Bir Kez Daha Kerkük Üzerine
Mesud Tek
Irak Başbakanı Nuri El Maliki ve beraberindeki
heyetin Türkiye ziyareti, Kerkük sorunu bir kez daha gündeme
taşımakla kalmadı, aynı zamanda bazı
gerçeklerin açığa çıkmasına da neden oldu.
Ziyaret sırasında düştüğü gülünç durum,
Türk devletinin gerçek yüzünü açığa çıkarttı.
TC’nin Irak ve Kerkük’e yönelik amaç ve planlarının
yüze vurmasına yol açtı.
TC yöneticilerinin, Maliki’nin ziyareti esnasında gösterdikleri
tavırlarla dile getirdikleri görüşleri, onların
Irak ile iyi ilişkiler istemediğini ortaya koyuyor.
“Heyette niçin Türkmen temsilciler yok” diyerek, heyetin
oluşumuna müdahale edecek kadar pervasızlaşan
TC Dışişleri Bakanı’nın bu tavrı,
en hafif değimle Irak’ın eğemenliğini
ayaklar altına almaktır.
TC Cumhurbaşkanı Sezer’in, Irak heyetini, Kerkük
konusunda söyledikleri ve oluşumunu gerekçe gösterip
kabul etmemesi, siyasi bir skandal olmasının yanısıra,
devletin Kürt düşmanı politikasının en
üst düzeyde, bir kez daha ilan edilmesidir.
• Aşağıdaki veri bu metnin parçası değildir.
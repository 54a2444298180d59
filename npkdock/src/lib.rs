//! Sidebar docking state machine for the NextPeek shell.
//!
//! The controller polls cursor and window geometry on a fixed tick and
//! decides when the sidebar slides in and out, where it docks, and how it
//! reacts to pinning and multi-monitor layouts. The OS window and screen
//! topology stay behind the [`window::DockWindow`] and
//! [`window::MonitorLayout`] seams.

pub mod controller;
pub mod events;
pub mod geometry;
pub mod window;

pub use controller::{DockController, DockTuning};
pub use events::PinStateBus;
pub use geometry::{Point, Rect};
pub use window::{DockWindow, MonitorLayout};

/// Which screen edge the sidebar is docked to.
#[derive(Debug, Clone, Copy, PartialEq, Eq)]
pub enum DockSide {
    Left,
    Right,
}

/// Lifecycle of the sidebar window.
#[derive(Debug, Clone, Copy, PartialEq, Eq)]
pub enum DockPhase {
    Hidden,
    /// Sliding in.
    Showing,
    Visible,
    /// Sliding out.
    Hiding,
}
Bir daha böylesine üzücü durumlarla karşılaşmamaları
için, eğer kabul etme zahmetine katlanırlarsa, TC
yöneticilerine nacizane bir önerim var:
Ülkelerini ziyarete gelen heyet üyelerini kendileri seçsinler,
duymak istediklerini de heyet üyelerine dikte ettirsinler!..
**
Referandum sonucu kabul edilen Irak Anayasası’nın
meşruluğu tartışma götürmez.
Bunun yanısıra, Iraklı yetkililer, başta
Kerkük olmak üzere araplaştırma politikasına
maruz kalan bölgelerle ilgili olarak, Anayasa’nın 140.
Maddesinin uygulanacağını defalarca dile getirdiler.
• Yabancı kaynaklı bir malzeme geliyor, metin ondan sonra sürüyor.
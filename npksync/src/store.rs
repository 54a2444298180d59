//! The in-memory sync store.
//!
//! One `SyncStore` is created at shell startup and shared (behind `Arc`)
//! between the HTTP endpoints and the playback facade. It is the single
//! owner of the authoritative snapshot and of the pending command slot —
//! there is deliberately no static fallback, so tests construct as many
//! independent stores as they need.

use std::sync::atomic::{AtomicBool, Ordering};
use std::sync::{Arc, Mutex as StdMutex};
use std::time::Duration;

use crossbeam_channel::{Receiver, Sender, unbounded};
use tokio::sync::{Mutex, Notify, RwLock};
use tokio::time::timeout;
use tracing::{debug, info};

use crate::model::{Command, PlaybackSnapshot, PlaylistRef, TrackRef};

/// Change notifications emitted by the store.
///
/// Payloads are refresh signals only: subscribers refetch the full state
/// from the store, which stays the single source of truth.
#[derive(Clone, Debug, PartialEq)]
pub enum SyncEvent {
    /// A new authoritative snapshot replaced the stored one.
    SnapshotReplaced,
    /// The incoming snapshot carried a recognized play state.
    PlayStateChanged(bool),
    /// The playlist catalog was (re)filled with this many entries.
    PlaylistsUpdated(usize),
    /// The recently-played list was (re)filled with this many entries.
    RecentlyPlayedUpdated(usize),
}

#[derive(Clone, Default)]
pub struct SyncEventBus {
    subscribers: Arc<StdMutex<Vec<Sender<SyncEvent>>>>,
}

impl SyncEventBus {
    pub fn new() -> Self {
        Self {
            subscribers: Arc::new(StdMutex::new(Vec::new())),
        }
    }

    pub fn subscribe(&self) -> Receiver<SyncEvent> {
        let (tx, rx) = unbounded::<SyncEvent>();
        {
            let mut subscribers = self.subscribers.lock().unwrap();
            subscribers.push(tx);
        }
        rx
    }

    pub(crate) fn broadcast(&self, event: SyncEvent) {
        let mut subscribers = self.subscribers.lock().unwrap();
        subscribers.retain(|tx| tx.send(event.clone()).is_ok());
    }
}

/// Single-writer, single-slot state shared between the bridge-facing HTTP
/// API and the shell-local playback facade.
pub struct SyncStore {
    snapshot: RwLock<PlaybackSnapshot>,
    command: Mutex<Option<Command>>,
    playlists: RwLock<Option<Vec<PlaylistRef>>>,
    recently_played: RwLock<Vec<TrackRef>>,
    /// Woken when a playlist catalog arrives; all held searches share the
    /// same arrival.
    playlists_ready: Notify,
    /// True while a `getPlaylists` command is in flight, so concurrent cold
    /// searches do not re-post it.
    catalog_requested: AtomicBool,
    playlist_wait: Duration,
    events: SyncEventBus,
}

impl SyncStore {
    pub fn new(playlist_wait: Duration) -> Arc<Self> {
        Arc::new(Self {
            snapshot: RwLock::new(PlaybackSnapshot::default()),
            command: Mutex::new(None),
            playlists: RwLock::new(None),
            recently_played: RwLock::new(Vec::new()),
            playlists_ready: Notify::new(),
            catalog_requested: AtomicBool::new(false),
            playlist_wait,
            events: SyncEventBus::new(),
        })
    }

    pub fn new_configured() -> Arc<Self> {
        let config = npkconfig::get_config();
        Self::new(Duration::from_millis(config.get_playlist_wait_ms()))
    }

    /// Subscribe to store change signals.
    pub fn subscribe(&self) -> Receiver<SyncEvent> {
        self.events.subscribe()
    }

    /// Replace the authoritative snapshot wholesale. Latest push wins.
    pub async fn replace_snapshot(&self, snapshot: PlaybackSnapshot) {
        let snapshot = snapshot.normalized();
        let play_state = snapshot.now_playing.as_ref().map(|np| np.is_playing);

        *self.snapshot.write().await = snapshot;

        if let Some(is_playing) = play_state {
            self.events.broadcast(SyncEvent::PlayStateChanged(is_playing));
        }
        self.events.broadcast(SyncEvent::SnapshotReplaced);
    }

    pub async fn snapshot(&self) -> PlaybackSnapshot {
        self.snapshot.read().await.clone()
    }

    /// Post a command for the bridge. Overwrites any unconsumed
    /// predecessor: rapid repeated intents only need the latest to apply.
    pub async fn post_command(&self, command: Command) {
        let mut slot = self.command.lock().await;
        if let Some(previous) = slot.as_ref() {
            debug!(?previous.action, ?command.action, "overwriting unconsumed command");
        }
        *slot = Some(command);
    }

    /// Hand out the pending command and clear the slot. Each command is
    /// delivered at most once; acting on it is the consumer's problem.
    pub async fn take_command(&self) -> Command {
        self.command.lock().await.take().unwrap_or_else(Command::none)
    }

    /// Ingest the bridge's asynchronous answer to `getPlaylists` and wake
    /// every search held on it.
    pub async fn ingest_playlists(&self, playlists: Vec<PlaylistRef>) {
        let count = playlists.len();
        *self.playlists.write().await = Some(playlists);
        self.catalog_requested.store(false, Ordering::SeqCst);
        self.playlists_ready.notify_waiters();
        info!(count, "playlist catalog updated");
        self.events.broadcast(SyncEvent::PlaylistsUpdated(count));
    }

    /// Ingest the bridge's answer to `getRecentlyPlayed`.
    pub async fn ingest_recently_played(&self, tracks: Vec<TrackRef>) {
        let count = tracks.len();
        *self.recently_played.write().await = tracks;
        self.events.broadcast(SyncEvent::RecentlyPlayedUpdated(count));
    }

    pub async fn recently_played(&self) -> Vec<TrackRef> {
        self.recently_played.read().await.clone()
    }

    /// Case-insensitive substring search over the playlist catalog.
    ///
    /// With a cold catalog this posts a `getPlaylists` command (once, even
    /// under concurrent searches) and holds the caller for up to the
    /// configured wait; after the wait the possibly-still-empty catalog is
    /// filtered and returned. Forward progress is guaranteed by the
    /// timeout, not by the bridge answering.
    pub async fn search_playlists(&self, query: &str) -> Vec<PlaylistRef> {
        // Register interest before re-checking the catalog, so an arrival
        // between the check and the wait is not lost.
        let ready = self.playlists_ready.notified();

        if self.playlists.read().await.is_none() {
            if !self.catalog_requested.swap(true, Ordering::SeqCst) {
                debug!("cold playlist catalog, requesting from bridge");
                self.post_command(Command::simple(
                    crate::model::CommandAction::GetPlaylists,
                ))
                .await;
            }
            let _ = timeout(self.playlist_wait, ready).await;
        }

        let needle = query.to_lowercase();
        let catalog = self.playlists.read().await;
        catalog
            .as_deref()
            .unwrap_or_default()
            .iter()
            .filter(|p| {
                needle.is_empty()
                    || p.name.to_lowercase().contains(&needle)
                    || p.description.to_lowercase().contains(&needle)
            })
            .cloned()
            .collect()
    }
}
Anayasa’nın ilgili maddesinin eksiksiz uygulanması
konusunda hiç bir tavız vermeyeceklerini söyleyen Güney
Kürdistanlı liderlerin dilinde tüy bitti.
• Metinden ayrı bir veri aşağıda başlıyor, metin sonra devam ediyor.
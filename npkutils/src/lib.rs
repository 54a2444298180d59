//! Small shared primitives for the NextPeek workspace.
//!
//! Every timer-like behavior in NextPeek (show/hide delays, push debounce,
//! optimistic grace windows, seek overrides) is built from the same three
//! pieces: [`DelayGate`], [`Cooldown`] and [`Debouncer`]. They carry no
//! threads and no callbacks; callers feed them the current [`Instant`] on
//! their own cadence and act on the returned booleans.

mod timing;

pub use timing::{Cooldown, Debouncer, DelayGate};

/// Format a millisecond duration as `m:ss`, the way the host player
/// displays track times.
///
/// # Examples
///
/// ```
/// use npkutils::format_time;
///
/// assert_eq!(format_time(0), "0:00");
/// assert_eq!(format_time(91_000), "1:31");
/// ```
pub fn format_time(ms: u64) -> String {
    let total_secs = ms / 1000;
    format!("{}:{:02}", total_secs / 60, total_secs % 60)
}

/// Numeric-aware string comparison.
///
/// Orders `artist_name:2` before `artist_name:10`, matching the host's
/// locale-numeric sort of metadata keys.
pub fn compare_numeric_aware(a: &str, b: &str) -> std::cmp::Ordering {
    let mut ai = a.chars().peekable();
    let mut bi = b.chars().peekable();

    loop {
        match (ai.peek().copied(), bi.peek().copied()) {
            (None, None) => return std::cmp::Ordering::Equal,
            (None, Some(_)) => return std::cmp::Ordering::Less,
            (Some(_), None) => return std::cmp::Ordering::Greater,
            (Some(ca), Some(cb)) => {
                if ca.is_ascii_digit() && cb.is_ascii_digit() {
                    let na = take_number(&mut ai);
                    let nb = take_number(&mut bi);
                    match na.cmp(&nb) {
                        std::cmp::Ordering::Equal => continue,
                        other => return other,
                    }
                }
                match ca.cmp(&cb) {
                    std::cmp::Ordering::Equal => {
                        ai.next();
                        bi.next();
                    }
                    other => return other,
                }
            }
        }
    }
}

fn take_number(iter: &mut std::iter::Peekable<std::str::Chars<'_>>) -> u64 {
    let mut value: u64 = 0;
    while let Some(c) = iter.peek().copied() {
        if let Some(d) = c.to_digit(10) {
            value = value.saturating_mul(10).saturating_add(d as u64);
            iter.next();
        } else {
            break;
        }
    }
    value
}

#[cfg(test)]
mod tests {
    use super::*;
    use std::cmp::Ordering;

    #[test]
    fn test_format_time() {
        assert_eq!(format_time(0), "0:00");
        assert_eq!(format_time(999), "0:00");
        assert_eq!(format_time(1_000), "0:01");
        assert_eq!(format_time(59_999), "0:59");
        assert_eq!(format_time(60_000), "1:00");
        assert_eq!(format_time(3_723_000), "62:03");
    }

    #[test]
    fn test_compare_numeric_aware() {
        assert_eq!(compare_numeric_aware("a", "a"), Ordering::Equal);
        assert_eq!(
            compare_numeric_aware("artist_name:2", "artist_name:10"),
            Ordering::Less
        );
        assert_eq!(
            compare_numeric_aware("artist_name:10", "artist_name:2"),
            Ordering::Greater
        );
        assert_eq!(compare_numeric_aware("artist_name", "artist_name:1"), Ordering::Less);
    }
}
ABD ve Irak’daki müttefikleri, her fırsatta, Kerkük’ün
Anayasa uyarınca çözülmesi gereken bir iç sorun olduğunu
söylediler, söylüyorlar.
Tüm bu ve benzeri gerçekler biliniyorken, Erdoğan’ın
Irak heyetiyle yaptığı görüşmede, Kerkük’e
ilişkin söylediklerine ne demeli?
Erdoğan, Kasımpaşalı hiddetiyle “Kerkük’de
referandum olmaz” demiş.
Kerkük’ün özel bir statüye kavuşturulmasını
buyurmuş!..
Doğrusu ben bu ve benzeri şeyleri duyduğumda,
TC yöneticilerini anlamakta zorluk çekiyorum!.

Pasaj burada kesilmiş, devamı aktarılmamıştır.